The Sixth Circuit, in a decision that pays only lip service to Wal-Mart v. Dukes while ignoring its requirements for finding commonality, affirmed the certification of a single Ohio class in a consumer-fraud class action against Whirlpool over 21 different models of front-loading washers over a nine-year class period. Like every other environmentally-friendly energy-and-water-saving front-loading washer, Whirlpool washers, if not properly maintained, have a small percentage chance (and a slightly larger chance than for the old technology of top-loading washers) of generating unpleasant odors from laundry residue: does that create compensable injury for purchasers who never suffered this problem? Of course, as in many class actions, the attorneys are less interested in consumer redress for nonexistent harms, so much as imposing litigation expense that would prompt a settlement payment to the attorneys. In a Washington Times op-ed, Tiger Joyce complains "Beyond the urgent question of class certification, the 6th Circuit's opinion being appealed also establishes a radical new theory of product liability. In essence, it says that even if just one buyer of a manufactured product might one day become dissatisfied with the product, even if proper product maintenance would have prevented that dissatisfaction, and even if the product is otherwise widely and enthusiastically embraced in the marketplace, everyone who ever bought the product has, by definition, been overcharged and can be joined in a class action against the manufacturer." The theory is analogous to a fraud-on-the-market theory in securities law transposed to consumer law. Of course, one buys securities to make money, while one buys washing machines to wash clothes. If your clothes are washed satisfactorily, have you really been injured any more than by the fact that you mistakenly failed to buy your washer at Sears instead of Best Buy and inadvertently paid too much?

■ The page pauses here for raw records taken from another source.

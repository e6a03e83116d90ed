use std::fs;
use std::io::{self, Write};
use std::path::{Path, PathBuf};

use engine::{
    render_solution_report, report_progress, resolve_app_paths, Campaign, JsonProgressStore,
    Level, LevelResult, Program, RunDriver, RunEvent, RunOutcome, RunSession,
};
use tracing::{info, warn};

use super::bootstrap::LoopConfig;
use super::cli::{LevelSource, PlayOptions, ProgramSource};
use super::level_file::{load_level_definitions, ReplyFileGenerator};
use super::loop_runner::{run_program, FramePacer};
use super::render::{describe_event, render_board};

pub(crate) type PlayResult<T> = Result<T, String>;

#[derive(Debug, Clone, PartialEq, Eq)]
pub(crate) struct PlaySummary {
    pub(crate) outcome: RunOutcome,
    pub(crate) progress_saved: bool,
}

pub(crate) fn play(
    options: &PlayOptions,
    config: &LoopConfig,
    pacer: &mut dyn FramePacer,
    out: &mut dyn Write,
) -> PlayResult<PlaySummary> {
    let progress_path = progress_file_path(options.progress_file.as_deref())?;
    let mut store = open_progress_store(&progress_path);
    let mut campaign = Campaign::builtin().map_err(|error| error.to_string())?;
    if let Some(store) = &store {
        campaign.restore_earned(store.earned().iter().cloned());
    }

    let level = select_level(&mut campaign, &options.level, out)?;
    let program = load_program(&options.program)?;

    write_header(out, &level, &program).map_err(write_error)?;

    let goal_count = level.goal_count();
    let mut driver = RunDriver::new(RunSession::new(level.clone(), config.timing));
    let mut output_error = None;
    let outcome = run_program(
        &mut driver,
        &program.instructions(),
        config,
        pacer,
        &mut |event| {
            if output_error.is_some() {
                return;
            }
            if let Err(error) = write_event(out, &level, event, goal_count, options.show_board) {
                output_error = Some(error);
            }
        },
    );
    if let Some(error) = output_error {
        return Err(write_error(error));
    }

    let mut progress_saved = false;
    if outcome.is_won() {
        campaign.record_outcome(level.id(), &outcome);
        if let Some(store) = store.as_mut() {
            progress_saved = report_progress(store, &LevelResult::new(&level, &program));
        }

        let report = render_solution_report(&level, &program, outcome.status);
        if let Some(path) = &options.save_solution {
            // The win stands even when the export cannot be written.
            match fs::write(path, &report) {
                Ok(()) => info!(path = %path.display(), "solution_saved"),
                Err(error) => {
                    warn!(path = %path.display(), error = %error, "solution_save_failed");
                    writeln!(out, "Could not save solution to {}: {error}", path.display())
                        .map_err(write_error)?;
                }
            }
        }
        write_win_footer(out, &campaign, &level, &report).map_err(write_error)?;
    }

    Ok(PlaySummary {
        outcome,
        progress_saved,
    })
}

pub(crate) fn list_levels(progress_file: Option<&Path>, out: &mut dyn Write) -> PlayResult<()> {
    let progress_path = progress_file_path(progress_file)?;
    let mut campaign = Campaign::builtin().map_err(|error| error.to_string())?;
    if let Some(store) = open_progress_store(&progress_path) {
        campaign.restore_earned(store.earned().iter().cloned());
    }

    for (index, level) in campaign.levels().iter().enumerate() {
        let state = if campaign.is_earned(level.id()) {
            "done"
        } else if campaign.is_unlocked(index) {
            "open"
        } else {
            "locked"
        };
        writeln!(
            out,
            "{:>2}. [{state:<6}] {} (par {})",
            index + 1,
            level.name(),
            level.par()
        )
        .map_err(write_error)?;
    }
    Ok(())
}

fn progress_file_path(explicit: Option<&Path>) -> PlayResult<PathBuf> {
    match explicit {
        Some(path) => Ok(path.to_path_buf()),
        None => resolve_app_paths()
            .map(|paths| paths.progress_file)
            .map_err(|error| error.to_string()),
    }
}

fn open_progress_store(path: &Path) -> Option<JsonProgressStore> {
    match JsonProgressStore::open(path) {
        Ok(store) => Some(store),
        Err(error) => {
            warn!(error = %error, "progress_load_failed");
            None
        }
    }
}

fn select_level(
    campaign: &mut Campaign,
    source: &LevelSource,
    out: &mut dyn Write,
) -> PlayResult<Level> {
    match source {
        LevelSource::Campaign(number) => campaign
            .select(number - 1)
            .cloned()
            .map_err(|error| error.to_string()),
        LevelSource::File { path, index } => {
            let definitions = load_level_definitions(path)?;
            let count = definitions.len();
            let definition = definitions
                .into_iter()
                .nth(index - 1)
                .ok_or_else(|| {
                    format!(
                        "level file {} has {count} level(s), no level {index}",
                        path.display()
                    )
                })?;
            let added = campaign
                .add_level(definition)
                .map_err(|error| format!("level file {}: {error}", path.display()))?;
            campaign
                .level(added)
                .cloned()
                .map_err(|error| error.to_string())
        }
        LevelSource::GeneratedReply { path, prompt } => {
            let mut generator = ReplyFileGenerator::new(path);
            let generated = campaign
                .generate_level(&mut generator, prompt)
                .map(Clone::clone);
            match generated {
                Ok(level) => Ok(level),
                Err(error) => {
                    let current = campaign.current_level().clone();
                    writeln!(
                        out,
                        "Level generation failed ({error}); playing {} instead.",
                        current.name()
                    )
                    .map_err(write_error)?;
                    Ok(current)
                }
            }
        }
    }
}

fn load_program(source: &ProgramSource) -> PlayResult<Program> {
    let text = match source {
        ProgramSource::Inline(text) => text.clone(),
        ProgramSource::File(path) => fs::read_to_string(path)
            .map_err(|error| format!("read program {}: {error}", path.display()))?,
    };
    Program::parse(&text).map_err(|error| error.to_string())
}

fn write_header(out: &mut dyn Write, level: &Level, program: &Program) -> io::Result<()> {
    writeln!(
        out,
        "{} ({} blocks, par {})",
        level.name(),
        program.len(),
        level.par()
    )?;
    if !level.description().is_empty() {
        writeln!(out, "{}", level.description())?;
    }
    Ok(())
}

fn write_event(
    out: &mut dyn Write,
    level: &Level,
    event: &RunEvent,
    goal_count: usize,
    show_board: bool,
) -> io::Result<()> {
    let Some(line) = describe_event(event, goal_count) else {
        return Ok(());
    };
    writeln!(out, "{line}")?;
    if show_board && matches!(event, RunEvent::Started(_) | RunEvent::Committed { .. }) {
        write!(out, "{}", render_board(level, event.snapshot()))?;
    }
    out.flush()
}

fn write_win_footer(
    out: &mut dyn Write,
    campaign: &Campaign,
    level: &Level,
    report: &str,
) -> io::Result<()> {
    writeln!(out)?;
    writeln!(out, "{report}")?;
    if campaign.is_complete() {
        writeln!(out, "All modules complete!")?;
    } else if let Some(index) = campaign.index_of(level.id()) {
        let next = index + 1;
        if let Ok(next_level) = campaign.level(next) {
            if campaign.is_unlocked(next) {
                writeln!(out, "Unlocked: {} (--level {})", next_level.name(), next + 1)?;
            }
        }
    }
    Ok(())
}

fn write_error(error: io::Error) -> String {
    format!("write output: {error}")
}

Of course, this particular question of Ohio law and public policy isn't before the Supreme Court, which generally doesn't intervene in error-correction of federal interpretations of state law, though there is an attempt to resuscitate the First American Federal question of class standing that the Supreme Court chose not to resolve last year in the cert brief itself. This case does not seem like the best of vehicles to make that stand.

But the commonality issue certainly seems cert-worthy, and even GVR-worthy. In terms of the certification, it's hard to see a common issue, given the different designs and different states of manufacturer and consumer knowledge over that time, and the Sixth Circuit opinion doesn't even try to distinguish Dukes. How is Whirlpool supposed to defend itself in a trial over such a wide-ranging class? Note that, while this is "just" a class action over Ohio consumers and Whirlpool washers, the same sort of case is being brought against every washer manufacturer.

I don't quite understand Joyce's reasoning in claiming "the future of all manufacturing in the United States hangs in the balance"—foreign manufacturers selling here will get sued just the same as American manufacturers will. It is, however, a litigation tax on consumers who face higher prices to compensate for the expense of lawsuits like this, and thus a wealth transfer from middle-class consumers to wealthy lawyers.

More: cert petition; Chamber amicus; PLAC amicus; PLF amicus; Wajert; PLF; Karlsgodt. The matter (No. 12-322) was to come up for conference Friday, but the Court has requested a response from the respondents, which is a better-than-average, though not dispositive, sign.

Law.com:

The state Supreme Court has agreed to hear an appeal on whether a $187.6 million class action award against retail titan Wal-Mart over allegations that its Pennsylvania employees were not properly compensated for off-the-clock work and missed rest breaks violated Pennsylvania law.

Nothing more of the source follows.